El resultado de nuestro estudio es demoledor: existe un 20% de probabilidades de que en el 2010 el crecimiento del PIB mundial sea negativo (el 20%, en este caso, es una exageración), lo que desencadenaría una crisis tremebunda. ¿Cómo de tremebunda?, pues la crisis sería de un nivel semejante a la Depresión de los Años Treinta iniciada con el crash de 1929. Y, cómo es eso?, se preguntarán Uds.
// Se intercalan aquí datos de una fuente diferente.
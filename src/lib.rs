//! Multipart upload of archives into a vault service that identifies
//! content by its SHA-256 tree hash.

pub mod backend;
pub mod chunker;
pub mod config;
pub mod error;
pub mod memory;
pub mod part;
pub mod session;
pub mod treehash;
pub mod uploader;

pub use backend::{ArchiveReceipt, ByteRange, VaultBackend};
pub use config::{PartSize, RetryPolicy, UploadConfig};
pub use error::{ServiceError, UploadError, UploadFailure};
pub use memory::MemoryVault;
pub use session::UploadState;
pub use treehash::TreeHash;
pub use uploader::{upload_archive, Uploader};
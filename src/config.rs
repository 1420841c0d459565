use core::fmt;
use std::str::FromStr;
use std::time::Duration;

use crate::error::ConfigError;

const MEG: u64 = 1024 * 1024;
const GIG: u64 = 1024 * MEG;

/// Size of every part but the last, as declared when initiating an upload.
///
/// The service accepts powers of two from 1 MiB up to 4 GiB.
#[derive(Debug, Clone, Copy, PartialEq, Eq, Hash, PartialOrd, Ord)]
pub struct PartSize(u64);

impl PartSize {
    pub const MIN: PartSize = PartSize(MEG);
    pub const MAX: PartSize = PartSize(4 * GIG);

    pub fn new(bytes: u64) -> Result<Self, ConfigError> {
        if bytes < Self::MIN.0 || bytes > Self::MAX.0 {
            return Err(ConfigError::PartSizeOutOfRange {
                size: bytes,
                min: Self::MIN.0,
                max: Self::MAX.0,
            });
        }
        if !bytes.is_power_of_two() {
            return Err(ConfigError::PartSizeNotPowerOfTwo(bytes));
        }
        Ok(Self(bytes))
    }

    pub fn from_mib(mib: u64) -> Result<Self, ConfigError> {
        Self::new(mib.saturating_mul(MEG))
    }

    pub fn get(self) -> u64 {
        self.0
    }
}

impl Default for PartSize {
    fn default() -> Self {
        Self::MIN
    }
}

impl fmt::Display for PartSize {
    fn fmt(&self, f: &mut fmt::Formatter<'_>) -> fmt::Result {
        write!(f, "{}", self.0)
    }
}

impl FromStr for PartSize {
    type Err = ConfigError;

    fn from_str(s: &str) -> Result<Self, Self::Err> {
        let bytes = s
            .trim()
            .parse()
            .map_err(|_| ConfigError::InvalidPartSize(s.into()))?;
        Self::new(bytes)
    }
}

/// Exponential backoff for retryable service errors.
#[derive(Debug, Clone)]
pub struct RetryPolicy {
    /// Total attempts per operation, including the first one.
    pub max_attempts: u32,
    /// Delay before the second attempt.
    pub initial_delay: Duration,
    /// Backoff cap.
    pub max_delay: Duration,
    pub backoff_factor: f64,
}

impl Default for RetryPolicy {
    fn default() -> Self {
        Self {
            max_attempts: 5,
            initial_delay: Duration::from_millis(250),
            max_delay: Duration::from_secs(15),
            backoff_factor: 2.0,
        }
    }
}

impl RetryPolicy {
    /// The delay to wait after the given (1-based) failed attempt.
    pub fn delay_for_attempt(&self, attempt: u32) -> Duration {
        let exp = attempt.saturating_sub(1).min(63) as i32;
        let secs = self.initial_delay.as_secs_f64() * self.backoff_factor.powi(exp);
        // overflowing or non-finite delays saturate at the cap
        Duration::try_from_secs_f64(secs)
            .map_or(self.max_delay, |delay| delay.min(self.max_delay))
    }
}

#[derive(Debug, Clone)]
pub struct UploadConfig {
    pub part_size: PartSize,
    /// Number of parts in flight at once; `1` uploads strictly in order.
    pub concurrency: usize,
    pub retry: RetryPolicy,
}

impl Default for UploadConfig {
    fn default() -> Self {
        Self {
            part_size: PartSize::default(),
            concurrency: 1,
            retry: RetryPolicy::default(),
        }
    }
}

impl UploadConfig {
    pub fn builder() -> UploadConfigBuilder {
        UploadConfigBuilder {
            config: Self::default(),
        }
    }

    pub fn validate(&self) -> Result<(), ConfigError> {
        if self.concurrency == 0 {
            return Err(ConfigError::ZeroConcurrency);
        }
        if self.retry.max_attempts == 0 {
            return Err(ConfigError::ZeroAttempts);
        }
        Ok(())
    }
}

pub struct UploadConfigBuilder {
    config: UploadConfig,
}

impl UploadConfigBuilder {
    pub fn part_size(mut self, part_size: PartSize) -> Self {
        self.config.part_size = part_size;
        self
    }

    pub fn concurrency(mut self, concurrency: usize) -> Self {
        self.config.concurrency = concurrency;
        self
    }

    pub fn retry(mut self, retry: RetryPolicy) -> Self {
        self.config.retry = retry;
        self
    }

    pub fn max_attempts(mut self, max_attempts: u32) -> Self {
        self.config.retry.max_attempts = max_attempts;
        self
    }

    pub fn build(self) -> Result<UploadConfig, ConfigError> {
        self.config.validate()?;
        Ok(self.config)
    }
}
Que el PIB del planeta ha crecido en los últimos 55 años es obvio, no obstante, el análisis pormenorizado de la tendencia estadística de las tasas de crecimiento habidas en el planeta en esos 55 años muestra una senda imparablemente decreciente, algo que es inapreciable si tan sólo se contemplan períodos de tiempo breves. Pues bien, con una probabilidad del 20%, en el 2010 el PIB del planeta puede estar creciendo a tasas negativas, NEGATIVAS. Evidentemente, a partir de dicho año la probabilidad de que la crisis estalle, va aumentando.

Hasta aquí, la interpretación de las cifras mostradas por la Econometría, sin embargo, ¿cuál sería el razonamiento económico de esas cifras?.

La esencia del sistema económico sobre la que se sustenta la economía mundial, y aunque parezca lo contrario, lleva sin cambios, prácticamente, desde 1950; cierto que el modelo económico vigente -el modo como el sistema se manifiesta (funciona en un período en concreto)- ha variado, pero no lo ha hecho, en absoluto, la esencia.

Desde el final de la II Guerra Mundial, la generación de PIB se ha sustentado en el endeudamiento, tanto público, como privado;  en la creencia de que las reservas de petróleo eran inagotables; en la consideración de que USA iba a absorber todo lo que el planeta produjese y no pudiese ser ?colocado' en otros lugares; y en la asunción de que el dólar USA era LA moneda.

Hoy sabemos que las reservas de petróleo son finitas, y mucho; pero el petróleo, además de para mover los vehículos que todos utilizamos y las mercancías que todos consumimos, sirve para muchas más cosas, en concreto, interviene en la elaboración de casi 30.000 bienes esenciales, por ejemplo, medicamentos, plásticos y lubricantes.

Por otra parte, el concepto monolítico, duro y cerrado de Estado ha ido evolucionando hacia otro cada vez más light, con menos funciones, entre ellas las económicas y sociales, y esto sucedía a la vez que las fronteras se iban diluyendo y los mercados evolucionando hacia una situación en la que EL MERCADO pasaba a ser el mundo entero; ¿ventajas de algo así?, nos las estado contando hasta la saciedad, pero no el inconveniente: en una situación como esa, es muchísimo más difícil poner frenos a los problemas.

A la vez, a las personas -las físicas y las jurídicas-, se les ha ido permitiendo que fuesen  incrementando su nivel de endeudamiento; pero eso, el monto total de la deuda personal, tiene un límite puramente físico, límite que, en requetemuchísimos casos ha sido sobrepasado.

A todo ello añadan que ya en los 80 se puso de manifiesto que incremento del PIB y utilización creciente del factor trabajo habían dejado de estar vinculados; y sumen otras dos cosas: el mayor ahorro de cualquier tipo de factor trabajo y la flexibilidad ilimitada introducida por las TICs, y la posibilidad -aportada por las TICs- de aumentar la productividad de los factores productivos utilizados casi de forma indefinida.

Y, para acabar, metan en el cesto la situación presupuestaria y comercial del país que genera casi el 25% del PIB del planeta y que es el padre de la moneda de referencia mundial: USA.

La última vez que se dio una situación semejante a esta (semejante, no igual) fue en 1929. (Recomendable: lean lo mejor que se ha escrito sobre lo que sucedió en el 29: el estudio de John Kenneth Galbraith, "1929: The Big Crash", en español editado por Ariel). Lo que viene, será semejante, pero con dos grandes diferencias: 1) aquello, por variadas razones, estalló de golpe; la llegada de esto será paulatina: en el 2007 ya empezaremos a intuir cosas, y 2) entonces, la conectividad del sistema era muy reducida; hoy, el nivel de integración de la información es casi total.

Cuantitativamente, la tragedia puede ser mayor, pero, cualitativamente se vivirá menos mal.

 

Santiago Niño Becerra. Catedrático de Estructura Económica. Facultad de Economía IQS. Universidad Ramon Llull.